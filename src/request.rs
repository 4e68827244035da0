//! `RequestStateMachine` — the lifecycle shared by every long-running
//! remote operation (spec §4.3): `CREATED -> IN_PROGRESS -> FINISHED`, with
//! an adaptive-backoff status-probe timer for servers that reply "still
//! working" and an expiration timer. Grounded in the donor codebase's
//! `error.rs` error-taxonomy style for the outcome enum and in
//! `networking::pool::channel`'s oneshot-per-request pattern for the
//! single-notify callback.

use crate::control_db::{ControlDb, RequestTransition};
use crate::config::TrackingConfig;
use crate::ids::{JobId, RequestId, WorkerId};
use crate::wire::RequestKind;
use async_trait::async_trait;
use parking_lot::Mutex;
use std::sync::Arc;
use std::time::{Duration, Instant};
use tokio::task::JoinHandle;
use tracing::{error, warn};

#[derive(Debug, Clone, Copy, PartialEq, Eq)]
pub enum RequestState {
    Created,
    InProgress,
    Finished,
}

#[derive(Debug, Clone, Copy, PartialEq, Eq)]
pub enum ExtendedState {
    None,
    Success,
    ClientError,
    ServerBad,
    ServerError,
    ServerQueued,
    ServerInProgress,
    ServerIsCancelling,
    ServerCancelled,
    Expired,
    Cancelled,
    TimeoutExpired,
}

impl ExtendedState {
    fn as_str(self) -> &'static str {
        match self {
            ExtendedState::None => "NONE",
            ExtendedState::Success => "SUCCESS",
            ExtendedState::ClientError => "CLIENT_ERROR",
            ExtendedState::ServerBad => "SERVER_BAD",
            ExtendedState::ServerError => "SERVER_ERROR",
            ExtendedState::ServerQueued => "SERVER_QUEUED",
            ExtendedState::ServerInProgress => "SERVER_IN_PROGRESS",
            ExtendedState::ServerIsCancelling => "SERVER_IS_CANCELLING",
            ExtendedState::ServerCancelled => "SERVER_CANCELLED",
            ExtendedState::Expired => "EXPIRED",
            ExtendedState::Cancelled => "CANCELLED",
            ExtendedState::TimeoutExpired => "TIMEOUT_EXPIRED",
        }
    }
}

/// What a transport round-trip resolved to, as reported by the owning
/// [`RequestBehavior`]. `ServerQueued`/`ServerInProgress`/`ServerIsCancelling`
/// are non-terminal when `keepTracking` is set: they arm the retry timer
/// instead of finishing the request.
#[derive(Debug, Clone)]
pub enum ReplyOutcome {
    Success,
    ServerBad,
    ServerError(String),
    ServerQueued,
    ServerInProgress,
    ServerIsCancelling,
    ServerCancelled,
    ClientError(String),
}

/// Per-request timestamps, mirroring the `performance` struct in spec §3.
#[derive(Debug, Clone, Copy, Default)]
pub struct Performance {
    pub enqueue: Option<Instant>,
    pub start_transmit: Option<Instant>,
    pub finish_transmit: Option<Instant>,
    pub update_at: Option<Instant>,
}

/// Snapshot handed to the user callback exactly once, after the request
/// reaches `FINISHED` and its transition has been persisted.
#[derive(Debug, Clone)]
pub struct FinishedRequest {
    pub id: RequestId,
    pub worker: WorkerId,
    pub kind: RequestKind,
    pub extended_state: ExtendedState,
    pub performance: Performance,
    pub parent_job_id: Option<JobId>,
}

/// The subclass-specific behavior a concrete Request type supplies: how to
/// perform the initial send and, for `keepTracking` requests, how to probe
/// for status. Corresponds to `startImpl` in spec §4.3.
#[async_trait]
pub trait RequestBehavior: Send + Sync {
    async fn send_initial(&self) -> ReplyOutcome;
    async fn send_probe(&self) -> ReplyOutcome {
        // Default: behaviors that never set keep_tracking need not implement this.
        ReplyOutcome::ClientError("send_probe not implemented".to_string())
    }
}

struct Inner {
    state: RequestState,
    extended_state: ExtendedState,
    performance: Performance,
    cancelled: bool,
    callback: Option<Box<dyn FnOnce(FinishedRequest) + Send>>,
    expiration_task: Option<JoinHandle<()>>,
    retry_task: Option<JoinHandle<()>>,
    /// Self-reference held while a send is outstanding (spec §9 "cyclic
    /// ownership"); dropped on finish to break the cycle.
    keep_alive: Option<Arc<Request>>,
    next_backoff: Duration,
}

/// A single outstanding remote operation. Construct with [`Request::new`],
/// then call [`Request::start`] exactly once.
pub struct Request {
    pub id: RequestId,
    pub kind: RequestKind,
    pub worker: WorkerId,
    pub priority: i32,
    pub keep_tracking: bool,
    pub parent_job_id: Option<JobId>,
    behavior: Arc<dyn RequestBehavior>,
    control_db: Arc<dyn ControlDb>,
    tracking: TrackingConfig,
    inner: Mutex<Inner>,
}

impl Request {
    #[allow(clippy::too_many_arguments)]
    pub fn new(
        kind: RequestKind,
        worker: WorkerId,
        priority: i32,
        keep_tracking: bool,
        parent_job_id: Option<JobId>,
        behavior: Arc<dyn RequestBehavior>,
        control_db: Arc<dyn ControlDb>,
        tracking: TrackingConfig,
    ) -> Arc<Self> {
        let initial_backoff = tracking.initial_backoff;
        Arc::new(Self {
            id: RequestId::new(),
            kind,
            worker,
            priority,
            keep_tracking,
            parent_job_id,
            behavior,
            control_db,
            tracking,
            inner: Mutex::new(Inner {
                state: RequestState::Created,
                extended_state: ExtendedState::None,
                performance: Performance::default(),
                cancelled: false,
                callback: None,
                expiration_task: None,
                retry_task: None,
                keep_alive: None,
                next_backoff: initial_backoff,
            }),
        })
    }

    pub fn state(&self) -> RequestState {
        self.inner.lock().state
    }

    pub fn extended_state(&self) -> ExtendedState {
        self.inner.lock().extended_state
    }

    pub fn performance(&self) -> Performance {
        self.inner.lock().performance
    }

    /// `CREATED -> IN_PROGRESS`. Arms the expiration timer if
    /// `expiration` is `Some`, registers `on_finish` to fire exactly once,
    /// then dispatches the initial send on a background task.
    pub fn start(
        self: &Arc<Self>,
        expiration: Option<Duration>,
        on_finish: impl FnOnce(FinishedRequest) + Send + 'static,
    ) -> Result<(), crate::error::CoreError> {
        {
            let mut inner = self.inner.lock();
            if inner.state != RequestState::Created {
                return Err(crate::error::CoreError::InvalidState(format!(
                    "start() called on request {} in state {:?}",
                    self.id, inner.state
                )));
            }
            inner.state = RequestState::InProgress;
            inner.performance.enqueue = Some(Instant::now());
            inner.callback = Some(Box::new(on_finish));
            inner.keep_alive = Some(self.clone());

            if let Some(deadline) = expiration {
                let this = self.clone();
                inner.expiration_task = Some(tokio::spawn(async move {
                    tokio::time::sleep(deadline).await;
                    this.expire();
                }));
            }
        }

        let this = self.clone();
        tokio::spawn(async move {
            let outcome = this.behavior.send_initial().await;
            this.handle_reply(outcome);
        });
        Ok(())
    }

    fn expire(self: &Arc<Self>) {
        let mut inner = self.inner.lock();
        if inner.state == RequestState::Finished {
            return;
        }
        inner.state = RequestState::Finished;
        inner.extended_state = ExtendedState::Expired;
        self.finish_locked(inner);
    }

    /// Idempotent: a second `cancel()` on an already-finished request is a
    /// no-op, matching the round-trip law `cancel(); cancel();` ==
    /// `cancel();`.
    pub fn cancel(self: &Arc<Self>) {
        let mut inner = self.inner.lock();
        if inner.state == RequestState::Finished {
            return;
        }
        inner.cancelled = true;
        inner.extended_state = ExtendedState::Cancelled;
        inner.state = RequestState::Finished;
        self.finish_locked(inner);
    }

    pub fn is_cancelled(&self) -> bool {
        self.inner.lock().cancelled
    }

    fn handle_reply(self: &Arc<Self>, outcome: ReplyOutcome) {
        if self.is_cancelled() {
            return;
        }
        match outcome {
            ReplyOutcome::Success => self.finish_with(ExtendedState::Success),
            ReplyOutcome::ServerBad => self.finish_with(ExtendedState::ServerBad),
            ReplyOutcome::ServerError(msg) => {
                warn!(request = %self.id, worker = %self.worker, %msg, "server error");
                self.finish_with(ExtendedState::ServerError);
            }
            ReplyOutcome::ServerCancelled => self.finish_with(ExtendedState::ServerCancelled),
            ReplyOutcome::ClientError(msg) => {
                warn!(request = %self.id, %msg, "client error");
                self.finish_with(ExtendedState::ClientError);
            }
            ReplyOutcome::ServerQueued | ReplyOutcome::ServerInProgress | ReplyOutcome::ServerIsCancelling => {
                if self.keep_tracking {
                    self.arm_retry();
                } else {
                    let state = match outcome {
                        ReplyOutcome::ServerQueued => ExtendedState::ServerQueued,
                        ReplyOutcome::ServerInProgress => ExtendedState::ServerInProgress,
                        _ => ExtendedState::ServerIsCancelling,
                    };
                    self.finish_with(state);
                }
            }
        }
    }

    fn arm_retry(self: &Arc<Self>) {
        let backoff = {
            let mut inner = self.inner.lock();
            if inner.state == RequestState::Finished {
                return;
            }
            let current = inner.next_backoff;
            inner.next_backoff = (current * 2).min(self.tracking.max_backoff);
            current
        };
        let this = self.clone();
        let task = tokio::spawn(async move {
            tokio::time::sleep(backoff).await;
            if this.is_cancelled() || this.state() == RequestState::Finished {
                return;
            }
            let outcome = this.behavior.send_probe().await;
            this.handle_reply(outcome);
        });
        self.inner.lock().retry_task = Some(task);
    }

    fn finish_with(self: &Arc<Self>, extended: ExtendedState) {
        let mut inner = self.inner.lock();
        if inner.state == RequestState::Finished {
            return;
        }
        inner.state = RequestState::Finished;
        inner.extended_state = extended;
        self.finish_locked(inner);
    }

    /// Shared tail of every path to FINISHED: cancel timers, snapshot the
    /// callback and keep-alive, release the lock, persist, then notify.
    /// `inner` is consumed (dropped) before the callback runs so the
    /// callback never observes this request's own mutex held.
    fn finish_locked(self: &Arc<Self>, mut inner: parking_lot::MutexGuard<'_, Inner>) {
        inner.performance.finish_transmit = Some(Instant::now());
        if let Some(task) = inner.expiration_task.take() {
            task.abort();
        }
        if let Some(task) = inner.retry_task.take() {
            task.abort();
        }
        let callback = inner.callback.take();
        inner.keep_alive = None;
        let snapshot = FinishedRequest {
            id: self.id.clone(),
            worker: self.worker.clone(),
            kind: self.kind,
            extended_state: inner.extended_state,
            performance: inner.performance,
            parent_job_id: self.parent_job_id,
        };
        drop(inner);

        let this = self.clone();
        tokio::spawn(async move {
            let transition = RequestTransition {
                request_id: this.id.clone(),
                worker: this.worker.clone(),
                state: "FINISHED".to_string(),
                extended_state: snapshot.extended_state.as_str().to_string(),
            };
            if let Err(e) = this.control_db.persist_request_transition(transition).await {
                error!(request = %this.id, error = %e, "failed to persist request transition");
            }
            if let Some(cb) = callback {
                cb(snapshot);
            }
        });
    }
}

#[cfg(test)]
mod tests {
    use super::*;
    use crate::control_db::MemoryControlDb;
    use std::sync::atomic::{AtomicUsize, Ordering};
    use tokio::sync::oneshot;

    struct AlwaysSucceeds;
    #[async_trait]
    impl RequestBehavior for AlwaysSucceeds {
        async fn send_initial(&self) -> ReplyOutcome {
            ReplyOutcome::Success
        }
    }

    struct NeverReplies;
    #[async_trait]
    impl RequestBehavior for NeverReplies {
        async fn send_initial(&self) -> ReplyOutcome {
            std::future::pending::<()>().await;
            unreachable!()
        }
    }

    #[tokio::test]
    async fn single_notify_on_success() {
        let control_db = Arc::new(MemoryControlDb::new(1));
        let request = Request::new(
            RequestKind::Echo,
            WorkerId::from("w1"),
            0,
            false,
            None,
            Arc::new(AlwaysSucceeds),
            control_db,
            TrackingConfig::default(),
        );
        let (tx, rx) = oneshot::channel();
        let count = Arc::new(AtomicUsize::new(0));
        let count2 = count.clone();
        request
            .start(None, move |finished| {
                count2.fetch_add(1, Ordering::SeqCst);
                let _ = tx.send(finished);
            })
            .unwrap();
        let finished = rx.await.unwrap();
        assert_eq!(finished.extended_state as u8, ExtendedState::Success as u8);
        assert_eq!(count.load(Ordering::SeqCst), 1);
    }

    #[tokio::test]
    async fn expiration_fires_once() {
        let control_db = Arc::new(MemoryControlDb::new(1));
        let request = Request::new(
            RequestKind::Echo,
            WorkerId::from("w1"),
            0,
            false,
            None,
            Arc::new(NeverReplies),
            control_db,
            TrackingConfig::default(),
        );
        let (tx, rx) = oneshot::channel();
        request.start(Some(Duration::from_millis(30)), move |finished| {
            let _ = tx.send(finished);
        }).unwrap();
        let finished = tokio::time::timeout(Duration::from_secs(2), rx).await.unwrap().unwrap();
        matches!(finished.extended_state, ExtendedState::Expired);
    }

    #[tokio::test]
    async fn double_cancel_is_idempotent() {
        let control_db = Arc::new(MemoryControlDb::new(1));
        let request = Request::new(
            RequestKind::Echo,
            WorkerId::from("w1"),
            0,
            false,
            None,
            Arc::new(NeverReplies),
            control_db,
            TrackingConfig::default(),
        );
        request.start(None, |_| {}).unwrap();
        request.cancel();
        request.cancel();
        assert_eq!(request.state(), RequestState::Finished);
        matches!(request.extended_state(), ExtendedState::Cancelled);
    }

    #[tokio::test]
    async fn starting_twice_is_an_error() {
        let control_db = Arc::new(MemoryControlDb::new(1));
        let request = Request::new(
            RequestKind::Echo,
            WorkerId::from("w1"),
            0,
            false,
            None,
            Arc::new(AlwaysSucceeds),
            control_db,
            TrackingConfig::default(),
        );
        request.start(None, |_| {}).unwrap();
        let err = request.start(None, |_| {});
        assert!(err.is_err());
    }
}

◆ ◆ ◆ ◆ ◆ ◆ ◆

▶ **What this task involves**
Select, from the listing, all lines that include the word "every".

▶ **Solved exercise**
//! `RequestStateMachine` — the lifecycle shared by every long-running
    /// Shared tail of every path to FINISHED: cancel timers, snapshot the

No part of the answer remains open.